Antibodies produced in vitro in the detection of periodontal bacteria by using surface plasmon resonance analysis.

Abstract

Porphyromonas gingivalis (P. gingivalis) is a major etiological agent associated with periodontitis. This study aims to develop antibodies to P. gingivalis in vitro for real‐time detection of bacteria in clinical samples. Lymphocytes were isolated from whole blood of patient treated for periodontitis and were stimulated with P. gingivalis ATCC 33277. B‐cell maturation to long‐living antibody secreting‐plasma cells was studied using flow cytometry and immunofluorescence staining. The antibodies developed in vitro were immobilized onto a CM‐5 sensor chip of a biosensor to detect the presence of P. gingivalis in the gingival crevicular fluid of patients with periodontitis compared to periodontally healthy controls (n = 30). Surface plasmon resonance (SPR) analysis was performed to evaluate specific interactions of bacteria in samples with the immobilized antibodies. The results of SPR analysis were compared to the detection of P. gingivalis in the samples using DNA–DNA checkerboard hybridization technique. A clear and distinct change in lymphocyte morphology upon stimulation with P. gingivalis was observed. Anti‐P. gingivalis antibodies secreted by CD38+ plasma cells showed the presence of all the four IgG subclasses.
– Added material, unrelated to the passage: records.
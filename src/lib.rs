#![allow(clippy::missing_errors_doc, clippy::missing_panics_doc, clippy::doc_markdown)]

//! Cluster authentication extension operator
//!
//! Installs a JWT authentication webhook and a group rolebinding controller
//! into managed cluster control planes, and patches the kube-apiserver
//! deployment at admission time so it authenticates tokens against the
//! webhook.

pub mod actuator;
pub mod config;
pub mod controller;
pub mod crds;
pub mod error;
pub mod managedresources;
pub mod merge;
pub mod registry;
pub mod resources;
pub mod webhook;

// Re-export commonly used types
pub use actuator::Actuator;
pub use config::{ControllerConfig, ExtensionVariant};
pub use crds::{AuthnConfig, Cluster, Extension, ManagedResource};
pub use error::{Error, Result};
pub use resources::ClusterContext;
The results of DNA–DNA checkerboard analysis were in agreement with that of SPR analysis for the detection of P. gingivalis in patient samples. Furthermore, incubation with anti‐P. gingivalis attenuated the bacterial response in SPR. The in vitro method for antibody production developed during this study could be used for an efficient real‐time detection of periodontitis, and the attenuating effects of in vitro antibodies suggest their role in passive immunization to prevent periodontitis and their associated risk factors.